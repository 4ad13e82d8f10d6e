use yew::prelude::*;

use crate::motion::{BrowserFrames, CountUpRun};

/// Counts from 0 to `target` on animation frames, once `trigger` is true.
#[hook]
pub fn use_count_up(target: u64, duration_ms: u32, trigger: bool) -> u64 {
    let count = use_state_eq(|| 0u64);
    let run = use_mut_ref(|| None::<CountUpRun<BrowserFrames>>);

    {
        let count = count.clone();
        let run = run.clone();
        use_effect_with_deps(
            move |trigger| {
                if *trigger && run.borrow().is_none() {
                    let setter = count.setter();
                    let counter = CountUpRun::new(BrowserFrames, move |value| setter.set(value));
                    counter.start(target, duration_ms);
                    *run.borrow_mut() = Some(counter);
                }
                || ()
            },
            trigger,
        );
    }

    {
        let run = run.clone();
        use_effect_with_deps(
            move |_| {
                move || {
                    if let Some(counter) = run.borrow_mut().take() {
                        counter.dispose();
                    }
                }
            },
            (),
        );
    }

    *count
}
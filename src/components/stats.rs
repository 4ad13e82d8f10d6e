use yew::prelude::*;

use super::section::progress_style;
use crate::content::STATS;
use crate::hooks::{use_count_up, use_motion_config, use_reveal, use_viewport};
use crate::motion::{RevealConfig, WatchOptions};

#[derive(Properties, PartialEq)]
pub struct StatCounterProps {
    pub value: u64,
    pub label: AttrValue,
    pub icon: AttrValue,
    pub start_counting: bool,
}

#[function_component(StatCounter)]
pub fn stat_counter(props: &StatCounterProps) -> Html {
    let config = use_motion_config();
    let counter_ref = use_node_ref();
    let in_view = use_viewport(counter_ref.clone(), WatchOptions::once().margin("-50px"));
    let style = use_reveal(1, RevealConfig::fade_up(), in_view.is_visible);
    let count = use_count_up(props.value, config.count_duration_ms, props.start_counting);

    html! {
        <div ref={counter_ref} class="stat-counter" style={style.into_iter().next().unwrap_or_default()}>
            <div class="stat-icon">{props.icon.clone()}</div>
            <span class="stat-value">
                {count}
                <span class="stat-caret"></span>
            </span>
            <span class="stat-label">{props.label.clone()}</span>
        </div>
    }
}

#[function_component(Stats)]
pub fn stats() -> Html {
    let stats_ref = use_node_ref();
    let start = use_viewport(stats_ref.clone(), WatchOptions::once().threshold(0.2));
    let scroll = use_viewport(stats_ref.clone(), WatchOptions::continuous());

    html! {
        <section class="stats-section">
            <div class="stats-glow"></div>
            <div ref={stats_ref} class="stats-grid" style={progress_style(scroll.progress, 0.2, 0.8)}>
                { for STATS.iter().map(|stat| html! {
                    <StatCounter
                        value={stat.value}
                        label={stat.label}
                        icon={stat.icon}
                        start_counting={start.is_visible}
                    />
                }) }
            </div>
            <style>
                {r#"
                .stats-section {
                    position: relative;
                    width: 100%;
                    padding: 6rem 1rem;
                    overflow: hidden;
                    background: linear-gradient(to bottom, #f9fafb, white);
                }
                .stats-glow {
                    position: absolute;
                    top: -12rem;
                    right: 0;
                    width: 24rem;
                    height: 24rem;
                    background: rgba(254, 249, 195, 0.3);
                    border-radius: 50%;
                    filter: blur(64px);
                    animation: pulse-glow 8s ease-in-out infinite;
                }
                @keyframes pulse-glow {
                    0%, 100% { transform: scale(1); opacity: 0.3; }
                    50% { transform: scale(1.2); opacity: 0.2; }
                }
                .stats-grid {
                    position: relative;
                    max-width: 1200px;
                    margin: 0 auto;
                    display: grid;
                    grid-template-columns: repeat(4, 1fr);
                    gap: 2rem;
                }
                .stat-counter {
                    position: relative;
                    display: flex;
                    flex-direction: column;
                    align-items: center;
                    padding: 1rem;
                    background: rgba(255,255,255,0.5);
                    backdrop-filter: blur(4px);
                }
                .stat-icon {
                    font-size: 2rem;
                    margin-bottom: 0.5rem;
                    transition: transform 0.3s ease;
                }
                .stat-counter:hover .stat-icon {
                    transform: scale(1.1);
                }
                .stat-value {
                    position: relative;
                    font-size: 1.5rem;
                    font-weight: 700;
                    color: #1B2431;
                    font-variant-numeric: tabular-nums;
                    margin-bottom: 0.25rem;
                }
                .stat-caret {
                    position: absolute;
                    right: -0.5rem;
                    top: 0;
                    height: 100%;
                    width: 2px;
                    background: #eab308;
                    animation: blink 1s linear infinite;
                }
                @keyframes blink {
                    0%, 100% { opacity: 0; }
                    50% { opacity: 1; }
                }
                .stat-label {
                    font-size: 0.875rem;
                    color: #4b5563;
                    font-weight: 500;
                    text-align: center;
                }
                @media (max-width: 768px) {
                    .stats-grid {
                        grid-template-columns: repeat(2, 1fr);
                    }
                }
                "#}
            </style>
        </section>
    }
}
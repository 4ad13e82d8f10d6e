use std::cell::RefCell;
use std::rc::Rc;

use gloo_timers::callback::Timeout;
use wasm_bindgen::closure::Closure;
use wasm_bindgen::JsCast;
use web_sys::js_sys::Function;
use web_sys::{ScrollBehavior, ScrollIntoViewOptions, ScrollToOptions};
use yew::prelude::*;

use super::{now, use_motion_config};
use crate::motion::{ScrollTopAffordance, ScrollUpdate};

/// Whether the page is scrolled past the configured scroll-to-top threshold.
#[hook]
pub fn use_scroll_top() -> bool {
    let config = use_motion_config();
    let visible = use_state_eq(|| false);

    {
        let visible = visible.clone();
        use_effect_with_deps(
            move |(threshold, throttle_ms)| {
                let affordance = Rc::new(RefCell::new(ScrollTopAffordance::new(
                    *threshold,
                    f64::from(*throttle_ms),
                )));
                let flush_timer: Rc<RefCell<Option<Timeout>>> = Rc::new(RefCell::new(None));

                let on_scroll = {
                    let affordance = affordance.clone();
                    let flush_timer = flush_timer.clone();
                    move || {
                        let offset = web_sys::window()
                            .and_then(|w| w.scroll_y().ok())
                            .unwrap_or(0.0);
                        let at = now();
                        let update = affordance.borrow_mut().on_scroll(offset, at);
                        match update {
                            ScrollUpdate::Changed(shown) => visible.set(shown),
                            ScrollUpdate::Scheduled { delay_ms } => {
                                let due = at + delay_ms;
                                let affordance = affordance.clone();
                                let visible = visible.clone();
                                let timeout = Timeout::new(delay_ms.ceil() as u32, move || {
                                    let update = affordance.borrow_mut().flush(now().max(due));
                                    if let ScrollUpdate::Changed(shown) = update {
                                        visible.set(shown);
                                    }
                                });
                                *flush_timer.borrow_mut() = Some(timeout);
                            }
                            ScrollUpdate::Unchanged => {}
                        }
                    }
                };
                on_scroll();

                let window = web_sys::window();
                let on_scroll = Closure::<dyn FnMut()>::new(on_scroll);
                if let Some(window) = &window {
                    let callback: &Function = on_scroll.as_ref().unchecked_ref();
                    let _ = window.add_event_listener_with_callback("scroll", callback);
                }

                move || {
                    if let Some(window) = window {
                        let callback: &Function = on_scroll.as_ref().unchecked_ref();
                        let _ = window.remove_event_listener_with_callback("scroll", callback);
                    }
                    flush_timer.borrow_mut().take();
                    affordance.borrow_mut().dispose();
                }
            },
            (config.scroll_top_threshold, config.scroll_throttle_ms),
        );
    }

    *visible
}

pub fn scroll_to_top() {
    if let Some(window) = web_sys::window() {
        let options = ScrollToOptions::new();
        options.set_top(0.0);
        options.set_behavior(ScrollBehavior::Smooth);
        window.scroll_to_with_scroll_to_options(&options);
    }
}

/// Smooth-scroll to the element with `id`; does nothing if it is missing.
pub fn scroll_to_id(id: &str) {
    let element = web_sys::window()
        .and_then(|w| w.document())
        .and_then(|d| d.get_element_by_id(id));
    if let Some(element) = element {
        let options = ScrollIntoViewOptions::new();
        options.set_behavior(ScrollBehavior::Smooth);
        element.scroll_into_view_with_scroll_into_view_options(&options);
    }
}
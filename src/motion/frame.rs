//! Per-frame callback scheduling.

use std::cell::RefCell;
use std::rc::Rc;

use wasm_bindgen::closure::Closure;
use wasm_bindgen::JsCast;

/// Something that can run a callback on the next animation frame.
///
/// Callbacks receive the frame timestamp in milliseconds.
pub trait FrameScheduler {
    type Handle;

    /// `None` when the host refused to schedule the frame.
    fn request(&self, callback: Box<dyn FnOnce(f64)>) -> Option<Self::Handle>;

    fn cancel(&self, handle: Self::Handle);
}

/// `window.requestAnimationFrame`.
#[derive(Clone, Copy, Debug, Default)]
pub struct BrowserFrames;

pub struct BrowserFrame {
    id: i32,
    // Keeps the JS closure alive until the frame fires or is cancelled.
    _closure: Closure<dyn FnMut(f64)>,
}

impl FrameScheduler for BrowserFrames {
    type Handle = BrowserFrame;

    fn request(&self, callback: Box<dyn FnOnce(f64)>) -> Option<BrowserFrame> {
        let window = web_sys::window()?;
        let slot = Rc::new(RefCell::new(Some(callback)));
        let closure = Closure::<dyn FnMut(f64)>::new(move |timestamp: f64| {
            if let Some(callback) = slot.borrow_mut().take() {
                callback(timestamp);
            }
        });
        let id = window
            .request_animation_frame(closure.as_ref().unchecked_ref())
            .ok()?;
        Some(BrowserFrame {
            id,
            _closure: closure,
        })
    }

    fn cancel(&self, handle: BrowserFrame) {
        if let Some(window) = web_sys::window() {
            let _ = window.cancel_animation_frame(handle.id);
        }
    }
}

#[cfg(test)]
pub(crate) mod manual {
    use super::FrameScheduler;
    use std::cell::{Cell, RefCell};
    use std::rc::Rc;

    type Pending = Vec<(u32, Box<dyn FnOnce(f64)>)>;

    /// Frames fire only when the test says so.
    #[derive(Clone, Default)]
    pub struct ManualFrames {
        next_id: Rc<Cell<u32>>,
        pending: Rc<RefCell<Pending>>,
    }

    impl ManualFrames {
        pub fn pending(&self) -> usize {
            self.pending.borrow().len()
        }

        /// Run every callback queued before this call.
        pub fn fire(&self, timestamp: f64) {
            let due: Pending = self.pending.borrow_mut().drain(..).collect();
            for (_, callback) in due {
                callback(timestamp);
            }
        }
    }

    impl FrameScheduler for ManualFrames {
        type Handle = u32;

        fn request(&self, callback: Box<dyn FnOnce(f64)>) -> Option<u32> {
            let id = self.next_id.get();
            self.next_id.set(id + 1);
            self.pending.borrow_mut().push((id, callback));
            Some(id)
        }

        fn cancel(&self, handle: u32) {
            self.pending.borrow_mut().retain(|(id, _)| *id != handle);
        }
    }
}
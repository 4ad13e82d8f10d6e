use gloo_timers::callback::Timeout;
use log::info;
use web_sys::HtmlInputElement;
use yew::prelude::*;
use yew_hooks::use_window_scroll;
use yew_router::prelude::*;

use crate::content::NAV_ITEMS;
use crate::hooks::use_motion_config;
use crate::Route;

/// Query worth searching for, if any.
pub fn normalized_query(raw: &str) -> Option<&str> {
    let trimmed = raw.trim();
    (!trimmed.is_empty()).then_some(trimmed)
}

/// Opening an open dropdown closes it; opening another one replaces it.
pub fn toggle_dropdown(active: Option<usize>, index: usize) -> Option<usize> {
    if active == Some(index) {
        None
    } else {
        Some(index)
    }
}

#[function_component(Search)]
pub fn search() -> Html {
    let config = use_motion_config();
    let is_open = use_state(|| false);
    let query = use_state(String::new);
    let is_loading = use_state(|| false);
    let pending = use_mut_ref(|| None::<Timeout>);

    {
        let pending = pending.clone();
        use_effect_with_deps(
            move |_| {
                move || {
                    pending.borrow_mut().take();
                }
            },
            (),
        );
    }

    let toggle = {
        let is_open = is_open.clone();
        Callback::from(move |_: MouseEvent| is_open.set(!*is_open))
    };

    let on_input = {
        let query = query.clone();
        Callback::from(move |e: InputEvent| {
            let input: HtmlInputElement = e.target_unchecked_into();
            query.set(input.value());
        })
    };

    let on_submit = {
        let query = query.clone();
        let is_loading = is_loading.clone();
        let pending = pending.clone();
        let latency = config.search_latency_ms;
        Callback::from(move |e: SubmitEvent| {
            e.prevent_default();
            let Some(q) = normalized_query(&query) else {
                return;
            };
            info!("Searching for '{}'", q);
            is_loading.set(true);
            let is_loading = is_loading.clone();
            *pending.borrow_mut() = Some(Timeout::new(latency, move || is_loading.set(false)));
        })
    };

    html! {
        <div class="search">
            <button class="search-toggle" onclick={toggle} aria-label="Search">{"🔍"}</button>
            if *is_open {
                <div class="search-panel">
                    <form onsubmit={on_submit}>
                        <input
                            type="text"
                            placeholder="Search..."
                            value={(*query).clone()}
                            oninput={on_input}
                        />
                        <button type="submit" disabled={*is_loading}>
                            if *is_loading {
                                <div class="spinner"></div>
                            } else {
                                {"🔍"}
                            }
                        </button>
                    </form>
                    if !query.is_empty() {
                        <div class="search-results">
                            {format!("No results found for \"{}\"", *query)}
                        </div>
                    }
                </div>
            }
        </div>
    }
}

#[function_component(Header)]
pub fn header() -> Html {
    let config = use_motion_config();
    let (_, scroll_y) = use_window_scroll();
    let menu_open = use_state(|| false);
    let active_dropdown = use_state(|| None::<usize>);

    let is_scrolled = scroll_y > config.header_scroll_threshold;

    let toggle_menu = {
        let menu_open = menu_open.clone();
        let active_dropdown = active_dropdown.clone();
        Callback::from(move |e: MouseEvent| {
            e.prevent_default();
            menu_open.set(!*menu_open);
            active_dropdown.set(None);
        })
    };

    let close_menu = {
        let menu_open = menu_open.clone();
        Callback::from(move |_: MouseEvent| menu_open.set(false))
    };

    let nav_links = NAV_ITEMS
        .iter()
        .enumerate()
        .map(|(index, item)| {
            let has_dropdown = !item.dropdown.is_empty();
            let is_active = *active_dropdown == Some(index);
            let onclick = {
                let active_dropdown = active_dropdown.clone();
                Callback::from(move |_: MouseEvent| {
                    if has_dropdown {
                        active_dropdown.set(toggle_dropdown(*active_dropdown, index));
                    }
                })
            };
            html! {
                <li class={classes!("nav-item", is_active.then_some("open"))}>
                    <a href={item.href} class="nav-link" {onclick}>
                        {item.label}
                        if has_dropdown {
                            <span class="chevron">{"▾"}</span>
                        }
                    </a>
                    if has_dropdown {
                        <div class="dropdown">
                            { for item.dropdown.iter().map(|link| html! {
                                <a href={link.href} onclick={close_menu.clone()}>{link.label}</a>
                            }) }
                        </div>
                    }
                </li>
            }
        })
        .collect::<Html>();

    html! {
        <header class={classes!("site-header", is_scrolled.then_some("scrolled"))}>
            <div class="header-content">
                <Link<Route> to={Route::Home} classes="logo">
                    <span class="logo-name">{"SPHERE"}</span>
                    <span class="logo-sub">{"CONSTRUCTIONS"}</span>
                </Link<Route>>

                <div class="header-right">
                    <Search />
                    <button class="burger-menu" onclick={toggle_menu} aria-label="Toggle menu">
                        <span></span>
                        <span></span>
                        <span></span>
                    </button>
                    <nav class={classes!("main-nav", (*menu_open).then_some("mobile-menu-open"))}>
                        <ul>
                            {nav_links}
                            <li>
                                <a href="#contact" class="quote-button" onclick={close_menu.clone()}>
                                    {"GET A QUOTE"}
                                </a>
                            </li>
                        </ul>
                    </nav>
                </div>
            </div>
            <style>
                {r#"
                .site-header {
                    position: fixed;
                    top: 0;
                    left: 0;
                    right: 0;
                    z-index: 50;
                    height: 80px;
                    background: #1B2431;
                    transition: all 0.3s ease;
                }
                .site-header.scrolled {
                    height: 64px;
                    background: rgba(27, 36, 49, 0.95);
                    backdrop-filter: blur(4px);
                    box-shadow: 0 4px 12px rgba(0, 0, 0, 0.3);
                }
                .header-content {
                    display: flex;
                    justify-content: space-between;
                    align-items: center;
                    height: 100%;
                }
                .logo {
                    background: #FFD700;
                    height: 100%;
                    display: flex;
                    flex-direction: column;
                    justify-content: center;
                    padding: 0 1.5rem;
                    width: 290px;
                    color: #1B2431;
                    text-decoration: none;
                    transition: width 0.3s ease;
                }
                .site-header.scrolled .logo {
                    width: 240px;
                }
                .logo-name {
                    font-weight: 700;
                    font-size: 1.25rem;
                }
                .logo-sub {
                    font-size: 0.8rem;
                    letter-spacing: 0.1em;
                }
                .header-right {
                    display: flex;
                    align-items: center;
                    gap: 1rem;
                    padding-right: 2rem;
                }
                .main-nav ul {
                    display: flex;
                    align-items: center;
                    gap: 2rem;
                    list-style: none;
                    margin: 0;
                    padding: 0;
                }
                .nav-item {
                    position: relative;
                }
                .nav-link {
                    color: #d1d5db;
                    font-size: 0.875rem;
                    letter-spacing: 0.05em;
                    text-decoration: none;
                    transition: color 0.2s ease;
                }
                .nav-link:hover {
                    color: #FFD700;
                }
                .dropdown {
                    position: absolute;
                    top: 100%;
                    left: 0;
                    margin-top: 0.5rem;
                    width: 12rem;
                    background: white;
                    border-radius: 8px;
                    overflow: hidden;
                    visibility: hidden;
                    opacity: 0;
                    transition: all 0.2s ease;
                }
                .nav-item:hover .dropdown,
                .nav-item.open .dropdown {
                    visibility: visible;
                    opacity: 1;
                }
                .dropdown a {
                    display: block;
                    padding: 0.5rem 1rem;
                    color: #374151;
                    font-size: 0.875rem;
                    text-decoration: none;
                }
                .dropdown a:hover {
                    background: #f3f4f6;
                }
                .quote-button {
                    background: #FFD700;
                    color: #1B2431;
                    padding: 0.5rem 1rem;
                    border-radius: 6px;
                    font-size: 0.875rem;
                    font-weight: 500;
                    text-decoration: none;
                    transition: transform 0.2s ease;
                }
                .quote-button:hover {
                    transform: scale(1.05);
                }
                .search {
                    position: relative;
                }
                .search-toggle {
                    background: none;
                    border: none;
                    color: #d1d5db;
                    cursor: pointer;
                    padding: 0.5rem;
                }
                .search-panel {
                    position: absolute;
                    right: 0;
                    top: 3rem;
                    width: 18rem;
                    background: white;
                    border-radius: 8px;
                    box-shadow: 0 8px 20px rgba(0, 0, 0, 0.2);
                    overflow: hidden;
                }
                .search-panel form {
                    position: relative;
                }
                .search-panel input {
                    width: 100%;
                    padding: 1rem 3rem 1rem 1rem;
                    border: none;
                    outline: none;
                    box-sizing: border-box;
                }
                .search-panel button {
                    position: absolute;
                    right: 1rem;
                    top: 50%;
                    transform: translateY(-50%);
                    background: none;
                    border: none;
                    cursor: pointer;
                }
                .search-results {
                    border-top: 1px solid #f3f4f6;
                    padding: 1rem;
                    font-size: 0.875rem;
                    color: #6b7280;
                }
                .spinner {
                    width: 1.25rem;
                    height: 1.25rem;
                    border: 2px solid #FFD700;
                    border-top-color: transparent;
                    border-radius: 50%;
                    animation: spin 1s linear infinite;
                }
                @keyframes spin {
                    to { transform: rotate(360deg); }
                }
                .burger-menu {
                    display: none;
                    flex-direction: column;
                    gap: 4px;
                    background: none;
                    border: none;
                    cursor: pointer;
                    padding: 0.5rem 1rem;
                }
                .burger-menu span {
                    width: 24px;
                    height: 2px;
                    background: #d1d5db;
                }
                @media (max-width: 1024px) {
                    .burger-menu {
                        display: flex;
                    }
                    .main-nav {
                        display: none;
                        position: absolute;
                        top: 100%;
                        left: 0;
                        right: 0;
                        background: #1B2431;
                        border-top: 1px solid #374151;
                        padding: 0.5rem 1rem;
                    }
                    .main-nav.mobile-menu-open {
                        display: block;
                    }
                    .main-nav ul {
                        flex-direction: column;
                        align-items: flex-start;
                        gap: 0.5rem;
                    }
                    .dropdown {
                        position: static;
                        display: none;
                        visibility: visible;
                        opacity: 1;
                        background: transparent;
                    }
                    .nav-item.open .dropdown {
                        display: block;
                    }
                    .dropdown a {
                        color: #9ca3af;
                    }
                    .logo {
                        width: 200px;
                    }
                    .site-header.scrolled .logo {
                        width: 180px;
                    }
                }
                "#}
            </style>
        </header>
    }
}

#[cfg(test)]
mod tests {
    use super::*;

    #[test]
    fn blank_queries_are_ignored() {
        assert_eq!(normalized_query(""), None);
        assert_eq!(normalized_query("   \t"), None);
        assert_eq!(normalized_query("  bridges "), Some("bridges"));
    }

    #[test]
    fn one_dropdown_at_a_time() {
        assert_eq!(toggle_dropdown(None, 1), Some(1));
        assert_eq!(toggle_dropdown(Some(1), 1), None);
        assert_eq!(toggle_dropdown(Some(1), 3), Some(3));
    }
}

□ □ □ □

### Instructions to follow
Exactly as they appear above, output the lines of the data from the first through the one that contains "use_reveal(1, RevealConfig::fade_up(), in_view.is_visible);", and only those lines.

### Response box
repository 4ad13e82d8f10d6e
use yew::prelude::*;

use crate::motion::{BrowserFrames, CountUpRun};

/// Counts from 0 to `target` on animation frames, once `trigger` is true.
#[hook]
pub fn use_count_up(target: u64, duration_ms: u32, trigger: bool) -> u64 {
    let count = use_state_eq(|| 0u64);
    let run = use_mut_ref(|| None::<CountUpRun<BrowserFrames>>);

    {
        let count = count.clone();
        let run = run.clone();
        use_effect_with_deps(
            move |trigger| {
                if *trigger && run.borrow().is_none() {
                    let setter = count.setter();
                    let counter = CountUpRun::new(BrowserFrames, move |value| setter.set(value));
                    counter.start(target, duration_ms);
                    *run.borrow_mut() = Some(counter);
                }
                || ()
            },
            trigger,
        );
    }

    {
        let run = run.clone();
        use_effect_with_deps(
            move |_| {
                move || {
                    if let Some(counter) = run.borrow_mut().take() {
                        counter.dispose();
                    }
                }
            },
            (),
        );
    }

    *count
}
filename src/components/stats.rs
repository 4ad13e82d8f10d6e
use yew::prelude::*;

use super::section::progress_style;
use crate::content::STATS;
use crate::hooks::{use_count_up, use_motion_config, use_reveal, use_viewport};
use crate::motion::{RevealConfig, WatchOptions};

#[derive(Properties, PartialEq)]
pub struct StatCounterProps {
    pub value: u64,
    pub label: AttrValue,
    pub icon: AttrValue,
    pub start_counting: bool,
}

#[function_component(StatCounter)]
pub fn stat_counter(props: &StatCounterProps) -> Html {
    let config = use_motion_config();
    let counter_ref = use_node_ref();
    let in_view = use_viewport(counter_ref.clone(), WatchOptions::once().margin("-50px"));
    let style = use_reveal(1, RevealConfig::fade_up(), in_view.is_visible);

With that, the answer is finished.